Open war in the Constitutional Court

2 min
Image of the façade of the Constitutional Court building in Madrid.

The sentence declaring the first state of alarm approved by the Spanish government in March 2020 unconstitutional has made evident what had already been sensed for some time: the extreme politicisation, and also division, of a court which, instead of being a generator of consensus and legal security, has become another stage in the struggle between conservative and progressive Spain. The fracture is growing in a court in which four members' mandates have expired and which the right wing People's Party refuses to renew due to its current conservative majority. The same is true of other bodies such as the Court of Auditors or the General Council of the Judiciary.

In this context, the dissenting opinion written by the former state attorney general under the PSOE, Cándido Conde-Pumpido, is particularly significant. Conde-Pumpido does not limit himself to a legal criticism of the decision by the conservative majority, but also accuses them directly of having political intentions and wanting to intentionally harm the government. And he does not spare his colleagues. He accuses them of doing "an exercise more typical of an armchair jurist than of the highest interpreter of the Constitution". Of having a legal conception of a "layman" in the matter.
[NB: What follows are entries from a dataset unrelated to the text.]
//! Infrastructure adapters for request queues.

pub mod queue;
pub use queue::InMemoryQueue;
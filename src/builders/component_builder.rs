//! Builders for the breaker registry and the priority scheduler.

use tracing::info;

use crate::config::{RegistryConfig, SchedulerConfig};
use crate::core::{BreakerRegistry, PriorityScheduler, SchedulerError, SharedEventSink, Spawn};

/// Build a breaker registry and eagerly create a breaker for every service
/// listed in `cfg.services`.
///
/// # Errors
///
/// Returns [`SchedulerError::InvalidOptions`] if the configuration is invalid.
pub fn build_registry(cfg: &RegistryConfig) -> Result<BreakerRegistry, SchedulerError> {
    let registry = BreakerRegistry::new(cfg.clone())
        .map_err(|e| SchedulerError::InvalidOptions(format!("config invalid: {e}")))?;
    let mut names: Vec<&String> = cfg.services.keys().collect();
    names.sort();
    for name in names {
        registry.get_breaker(name);
    }
    info!(breakers = registry.names().len(), "breaker registry built");
    Ok(registry)
}

/// Build a scheduler with an in-memory queue and an attached event sink
/// sized by `cfg.event_buffer`.
///
/// The returned sink handle shares its buffer with the scheduler.
///
/// # Errors
///
/// Returns [`SchedulerError::InvalidOptions`] if the configuration is invalid.
pub fn build_scheduler<S: Spawn>(
    cfg: &SchedulerConfig,
    spawner: &S,
) -> Result<(PriorityScheduler, SharedEventSink), SchedulerError> {
    let events = SharedEventSink::new(cfg.event_buffer);
    let scheduler = PriorityScheduler::new(cfg.clone(), spawner)?.with_event_sink(events.clone());
    Ok((scheduler, events))
}
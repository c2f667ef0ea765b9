//! Tests for utility helpers

use estimate_admission::util::clock::now_ms;
use estimate_admission::util::serde::{new_request_id, Priority};

#[test]
fn test_now_ms_is_monotonic_enough() {
    let a = now_ms();
    let b = now_ms();
    assert!(b >= a);
    assert!(a > 1_600_000_000_000);
}

#[test]
fn test_priority_ordering() {
    assert!(Priority::High > Priority::Medium);
    assert!(Priority::Medium > Priority::Low);
    assert_eq!(Priority::ALL[0], Priority::High);
    assert_eq!(Priority::Low.to_string(), "LOW");
}

#[test]
fn test_request_id_format() {
    let id = new_request_id();
    assert!(id.starts_with("req_"));
    assert_eq!(id.len(), "req_".len() + 32);
}

#[test]
fn test_init_tracing_is_idempotent() {
    estimate_admission::util::telemetry::init_tracing();
    estimate_admission::util::telemetry::init_tracing_with("debug");
}
//! Registry holding one circuit breaker per named dependency.

use std::collections::{BTreeMap, HashMap};
use std::sync::Arc;

use parking_lot::RwLock;
use serde::{Deserialize, Serialize};
use tracing::info;

use crate::config::{BreakerConfig, RegistryConfig};
use crate::core::breaker::{BreakerMetrics, CircuitBreaker, CircuitState};

/// Aggregate health across registered breakers.
#[derive(Debug, Clone, Copy, PartialEq, Eq, Serialize, Deserialize)]
#[serde(rename_all = "snake_case")]
pub enum HealthLevel {
    /// No breaker is open or probing.
    Healthy,
    /// Some breakers are open or probing, but not all are open.
    Degraded,
    /// Every registered breaker is open.
    Unhealthy,
}

/// Health summary returned by [`BreakerRegistry::health`].
#[derive(Debug, Clone, Serialize, Deserialize)]
pub struct RegistryHealth {
    /// Registered breakers.
    pub total_breakers: usize,
    /// Breakers currently OPEN.
    pub open_breakers: usize,
    /// Breakers currently HALF_OPEN.
    pub half_open_breakers: usize,
    /// Whether any breaker is OPEN.
    pub has_open_breakers: bool,
    /// Overall verdict.
    pub overall: HealthLevel,
}

/// Process-scoped map from dependency name to its breaker.
///
/// Breakers are created lazily on first lookup and live as long as the
/// registry; the same name always resolves to the same instance. Pass the
/// registry (usually in an `Arc`) to whoever makes outbound calls.
pub struct BreakerRegistry {
    config: RegistryConfig,
    breakers: RwLock<HashMap<String, Arc<CircuitBreaker>>>,
}

impl BreakerRegistry {
    /// Create an empty registry.
    ///
    /// # Errors
    ///
    /// Returns the validation message if the defaults or any service
    /// override is invalid.
    pub fn new(config: RegistryConfig) -> Result<Self, String> {
        config.validate()?;
        Ok(Self::with_validated(config))
    }

    fn with_validated(config: RegistryConfig) -> Self {
        Self {
            config,
            breakers: RwLock::new(HashMap::new()),
        }
    }

    /// Breaker for `name`, created from the service override or the defaults.
    pub fn get_breaker(&self, name: &str) -> Arc<CircuitBreaker> {
        let config = self.config.for_service(name).clone();
        self.get_or_insert(name, config)
    }

    /// Breaker for `name`, created with `config` if it does not exist yet.
    ///
    /// An existing breaker is returned unchanged; the first configuration wins.
    ///
    /// # Errors
    ///
    /// Returns the validation message if `config` is invalid; nothing is
    /// registered in that case.
    pub fn get_breaker_with(
        &self,
        name: &str,
        config: BreakerConfig,
    ) -> Result<Arc<CircuitBreaker>, String> {
        config
            .validate()
            .map_err(|e| format!("circuit breaker `{name}`: {e}"))?;
        Ok(self.get_or_insert(name, config))
    }

    // `config` must already be valid.
    fn get_or_insert(&self, name: &str, config: BreakerConfig) -> Arc<CircuitBreaker> {
        if let Some(existing) = self.breakers.read().get(name) {
            return Arc::clone(existing);
        }
        let mut breakers = self.breakers.write();
        let breaker = breakers.entry(name.to_string()).or_insert_with(|| {
            info!(breaker = %name, "registered circuit breaker");
            Arc::new(CircuitBreaker::from_validated(name.to_string(), config))
        });
        Arc::clone(breaker)
    }

    /// Existing breaker for `name`, without creating one.
    #[must_use]
    pub fn get(&self, name: &str) -> Option<Arc<CircuitBreaker>> {
        self.breakers.read().get(name).cloned()
    }

    /// Registered dependency names, sorted.
    #[must_use]
    pub fn names(&self) -> Vec<String> {
        let mut names: Vec<_> = self.breakers.read().keys().cloned().collect();
        names.sort();
        names
    }

    /// Metrics for every registered breaker, keyed by name.
    #[must_use]
    pub fn all_metrics(&self) -> BTreeMap<String, BreakerMetrics> {
        self.snapshot()
            .into_iter()
            .map(|(name, breaker)| (name, breaker.metrics()))
            .collect()
    }

    /// Reset every registered breaker.
    pub fn reset_all(&self) {
        for (name, breaker) in self.snapshot() {
            breaker.reset();
            info!(breaker = %name, "reset circuit breaker");
        }
    }

    /// Summarize breaker states.
    #[must_use]
    pub fn health(&self) -> RegistryHealth {
        let states: Vec<CircuitState> = self
            .snapshot()
            .into_iter()
            .map(|(_, breaker)| breaker.state())
            .collect();
        let total = states.len();
        let open = states.iter().filter(|s| **s == CircuitState::Open).count();
        let half_open = states
            .iter()
            .filter(|s| **s == CircuitState::HalfOpen)
            .count();

        let overall = if open == 0 {
            if half_open > 0 {
                HealthLevel::Degraded
            } else {
                HealthLevel::Healthy
            }
        } else if open < total {
            HealthLevel::Degraded
        } else {
            HealthLevel::Unhealthy
        };

        RegistryHealth {
            total_breakers: total,
            open_breakers: open,
            half_open_breakers: half_open,
            has_open_breakers: open > 0,
            overall,
        }
    }

    /// Configuration the registry resolves new breakers from.
    #[must_use]
    pub const fn config(&self) -> &RegistryConfig {
        &self.config
    }

    // Clone the handles out so breaker locks are never taken under the map lock.
    fn snapshot(&self) -> Vec<(String, Arc<CircuitBreaker>)> {
        self.breakers
            .read()
            .iter()
            .map(|(name, breaker)| (name.clone(), Arc::clone(breaker)))
            .collect()
    }
}

impl Default for BreakerRegistry {
    fn default() -> Self {
        Self::with_validated(RegistryConfig::default())
    }
}
//! Error types for scheduler and breaker operations.

use std::time::Duration;

use thiserror::Error;

/// Errors produced by the priority scheduler.
#[derive(Debug, Clone, PartialEq, Eq, Error)]
pub enum SchedulerError {
    /// Submission options were malformed.
    #[error("invalid request options: {0}")]
    InvalidOptions(String),
    /// No handler is registered for the request type.
    #[error("no handler registered for type: {0}")]
    NoHandler(String),
    /// The handler returned an error.
    #[error("handler failed: {0}")]
    Handler(String),
    /// The handler did not finish within the request timeout.
    #[error("handler timed out after {0:?}")]
    HandlerTimeout(Duration),
    /// The pending queue is at its configured bound.
    #[error("queue full: {0}")]
    QueueFull(String),
    /// No async runtime was available to drive dispatch.
    #[error("runtime error: {0}")]
    Runtime(String),
}

impl SchedulerError {
    /// Whether a request failing with this error may be attempted again.
    #[must_use]
    pub const fn is_retryable(&self) -> bool {
        matches!(self, Self::Handler(_) | Self::HandlerTimeout(_))
    }
}

/// Errors returned by [`CircuitBreaker::execute`](crate::core::CircuitBreaker::execute).
#[derive(Debug, Error)]
pub enum BreakerError<E> {
    /// The circuit is not admitting calls; the operation was never invoked.
    #[error("circuit breaker `{name}` is open")]
    Open {
        /// Dependency name.
        name: String,
    },
    /// The operation exceeded the breaker timeout.
    #[error("call through `{name}` timed out after {timeout:?}")]
    Timeout {
        /// Dependency name.
        name: String,
        /// Configured timeout.
        timeout: Duration,
    },
    /// The operation itself failed.
    #[error("{0}")]
    Inner(E),
}

impl<E> BreakerError<E> {
    /// True when the breaker rejected the call without running it.
    #[must_use]
    pub const fn is_rejection(&self) -> bool {
        matches!(self, Self::Open { .. })
    }

    /// The operation's own error, if that is what failed.
    pub fn into_inner(self) -> Option<E> {
        match self {
            Self::Inner(e) => Some(e),
            _ => None,
        }
    }
}

/// Application-facing result using anyhow for handler code.
pub type AppResult<T> = Result<T, anyhow::Error>;
//! Serializable identifiers and priority classes shared across components.

use std::fmt;

use serde::{Deserialize, Serialize};

/// Identifier assigned to a request on submission.
pub type RequestId = String;

/// Generate a fresh request identifier (`req_<uuid>`).
#[must_use]
pub fn new_request_id() -> RequestId {
    format!("req_{}", uuid::Uuid::new_v4().simple())
}

/// Priority class used to order pending work.
///
/// Declaration order drives `Ord`: `High > Medium > Low`.
#[derive(Debug, Clone, Copy, PartialEq, Eq, PartialOrd, Ord, Hash, Serialize, Deserialize)]
#[serde(rename_all = "SCREAMING_SNAKE_CASE")]
pub enum Priority {
    /// Background work, dispatched last.
    Low,
    /// Default interactive work.
    Medium,
    /// Work that should jump ahead of everything else.
    High,
}

impl Priority {
    /// All classes, highest first.
    pub const ALL: [Self; 3] = [Self::High, Self::Medium, Self::Low];

    /// Stable uppercase label.
    #[must_use]
    pub const fn as_str(self) -> &'static str {
        match self {
            Self::High => "HIGH",
            Self::Medium => "MEDIUM",
            Self::Low => "LOW",
        }
    }
}

impl fmt::Display for Priority {
    fn fmt(&self, f: &mut fmt::Formatter<'_>) -> fmt::Result {
        f.write_str(self.as_str())
    }
}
And he concludes: "The sentence does not solve, but creates a serious political problem, by disarming the State against pandemics, depriving it of the instrument that the law expressly determines to deal with health crises, the state of alarm. And it does not respond to real legal criteria". The situation within the Constitutional Court is, therefore, open warfare.

Indeed, Conde-Pumpido is right in the legal argumentation because he distinguishes between restriction of rights, which is what the state of alarm does, and suspension of rights, which is what happens with the state of emergency. And it considers that the suspension of rights was not justified in the case of a pandemic. But the most serious aspect of the dissenting opinion is not this, but rather that, when it says that the sentence is not based on "true legal criteria", what it is saying is that it responds to political motivations. It will be interesting to read the rest of the dissenting opinions, but it should be noted that even the dissenting opinions of Xiol and Balaguer in the ruling against the Independence bid do not include these considerations of political intentionality: they are based solely on legal arguments. It is not at all common for a Constitutional Court magistrate to accuse his peers of acting out of partisan interest. The statement contributes to the discrediting of the Constitutional Court from within the institution itself, and states it clearly in a dissenting vote that will remain forever attached to the ruling.

From what has become known on the court's deliberations, moreover, it can be inferred that the majority of conservative magistrates (not all, because two voted with the progressives on this occasion) are willing to continue waging war against the government of Pedro Sánchez acting as battering rams of the PP and Vox. And to achieve this goal, they don't mind destroying what little prestige the Constituinal Court had left. The Spanish president would have to take good note and act accordingly if he wants, among other considerations, to recover the judicial prestige.